Table 6 presents the active packaging developed using GNFs through bilayer systems. Smart packaging using GNFs in bilayer films has not yet been found in the literature. The bilayer systems presented in Table 6 demonstrated high antibacterial efficacy, with significant inhibition zones against E. coli, S. aureus, L. monocytogenes, P. aeruginosa, and other relevant foodborne pathogens, reaching inhibitions of up to 32 mm. Furthermore, they exhibited high antioxidant activity, notably a DPPH scavenging capacity of over 90% and a scavenging capacity for ABTS (2,2′-azino-bis(3-ethylbenzothiazoline-6-sulfonic acid)) and DPPH radicals that was significantly higher than that of the control films. The mechanical and functional properties of the films improved, including increased strength, reduced water vapor permeability, enhanced thermal stability, improved surface hydrophobicity, and efficient encapsulation of the active compounds.
Comparing the studies presented in Table 5 and Table 6, bilayer systems demonstrated superior performance in several functional and structural aspects, reflecting their greater potential for advanced applications in active and smart packaging. The combination of a protective layer (such as PLA) with an active layer of GNFs enabled the development of more robust, functional packaging with controlled release of bioactive compounds, making them more suitable for advanced and active packaging.

7. Environmental Applications

With the rapid advancement of urbanization and the consequent increase in industrial activities, there has been a significant rise in the presence of emerging contaminants in the environment. Many of these compounds, which are not yet fully identified or regulated, have raised growing concern due to their potential adverse effects on human health and ecosystems, with long-term consequences that are still not fully understood [96,97,98].

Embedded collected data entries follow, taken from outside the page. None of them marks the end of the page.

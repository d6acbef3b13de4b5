#[cfg(test)]
#[path = "clock_test.rs"]
mod clock_test;

use crate::consts::{MAX_FRAME_DT_MS, NOMINAL_FRAME_MS};

/// Turns `requestAnimationFrame` timestamps into per-frame deltas.
///
/// The first frame after a (re)start has no predecessor, so it advances by one
/// nominal 60 Hz frame. Long gaps are clamped so a backgrounded tab does not
/// fast-forward every animation on return.
#[derive(Debug, Clone, Copy, Default)]
pub struct FrameClock {
    last_ms: Option<f64>,
}

impl FrameClock {
    #[must_use]
    pub fn new() -> Self {
        Self::default()
    }

    /// Record a frame at `now_ms` and return the delta since the previous one.
    pub fn advance(&mut self, now_ms: f64) -> f64 {
        let dt = match self.last_ms {
            Some(last) => (now_ms - last).clamp(0.0, MAX_FRAME_DT_MS),
            None => NOMINAL_FRAME_MS,
        };
        self.last_ms = Some(now_ms);
        dt
    }

    /// Forget the previous timestamp; call when the frame loop goes idle.
    pub fn reset(&mut self) {
        self.last_ms = None;
    }
}
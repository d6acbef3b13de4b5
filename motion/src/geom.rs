#[cfg(test)]
#[path = "geom_test.rs"]
mod geom_test;

/// A point in viewport space (CSS pixels, origin at the top-left corner).
#[derive(Debug, Clone, Copy, PartialEq, Default)]
pub struct Point {
    pub x: f64,
    pub y: f64,
}

impl Point {
    pub const ORIGIN: Self = Self { x: 0.0, y: 0.0 };

    #[must_use]
    pub fn new(x: f64, y: f64) -> Self {
        Self { x, y }
    }

    /// Top-left corner of a square of side `size` centred on this point.
    #[must_use]
    pub fn top_left_for(self, size: f64) -> Self {
        let half = size / 2.0;
        Self { x: self.x - half, y: self.y - half }
    }

    /// Centre of a square of side `size` whose top-left corner is this point.
    #[must_use]
    pub fn center_for(self, size: f64) -> Self {
        let half = size / 2.0;
        Self { x: self.x + half, y: self.y + half }
    }
}
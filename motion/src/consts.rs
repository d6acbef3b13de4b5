//! Shared numeric constants for the motion crate.

// ── Elements ────────────────────────────────────────────────────

/// Diameter of the outer follower ring, in CSS pixels.
pub const RING_SIZE_PX: f64 = 32.0;

/// Diameter of the inner follower dot, in CSS pixels.
pub const DOT_SIZE_PX: f64 = 8.0;

// ── Springs ─────────────────────────────────────────────────────

/// Ring spring stiffness.
pub const RING_STIFFNESS: f64 = 300.0;

/// Ring spring damping.
pub const RING_DAMPING: f64 = 20.0;

/// Ring spring mass.
pub const RING_MASS: f64 = 0.5;

/// Stiffness of the default positional spring (used by the dot).
pub const DEFAULT_STIFFNESS: f64 = 500.0;

/// Damping of the default positional spring.
pub const DEFAULT_DAMPING: f64 = 25.0;

/// Mass of the default positional spring.
pub const DEFAULT_MASS: f64 = 1.0;

/// A spring is at rest once it is this close to its target...
pub const REST_DELTA: f64 = 0.01;

/// ...and moving slower than this (units per second).
pub const REST_SPEED: f64 = 0.05;

/// Largest integration step for springs, in seconds.
pub const MAX_SPRING_SUBSTEP_S: f64 = 0.001;

// ── Tweens ──────────────────────────────────────────────────────

/// Default duration of an opacity fade, in milliseconds.
pub const DEFAULT_FADE_MS: f64 = 300.0;

/// Duration of a timeline card entrance, in milliseconds.
pub const CARD_REVEAL_MS: f64 = 500.0;

/// Duration of a timeline marker pop-in, in milliseconds.
pub const MARKER_REVEAL_MS: f64 = 300.0;

/// Horizontal distance a timeline card slides in from, in CSS pixels.
pub const CARD_OFFSET_PX: f64 = 50.0;

// ── Frame clock ─────────────────────────────────────────────────

/// Delta assumed for the first frame after the loop (re)starts.
pub const NOMINAL_FRAME_MS: f64 = 1000.0 / 60.0;

/// Upper bound on a single frame delta (e.g. after a backgrounded tab).
pub const MAX_FRAME_DT_MS: f64 = 100.0;

// ── Capability probes ───────────────────────────────────────────

/// Media query matching a low-precision primary pointer.
pub const COARSE_POINTER_QUERY: &str = "(pointer: coarse)";

/// Media query matching a primary input that cannot hover.
pub const NO_HOVER_QUERY: &str = "(hover: none)";

/// Event whose support marks a touch-capable environment.
pub const TOUCH_START_EVENT: &str = "touchstart";

/// Viewport width below which the timeline collapses to one column.
pub const MOBILE_BREAKPOINT_PX: u32 = 768;
pub mod benchmark;
pub mod summary;
pub mod timeseries;

pub use benchmark::benchmark_nav;
pub use summary::SummaryMetrics;
pub use timeseries::{calculate_equity_curve, calculate_returns, max_drawdown, EquityPoint, NavSeries};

These toxic compounds, when released into the environment, exhibit high toxicity, particularly in aquatic ecosystems, where they can impair the reproductive capacity of organisms, induce oxidative stress, and promote bioaccumulation along the food chain. Consequently, water resources serve as receivers of a wide range of organic and inorganic pollutants, including pharmaceutical compounds, heavy metals, ions, dyes, oils, and others [99,100].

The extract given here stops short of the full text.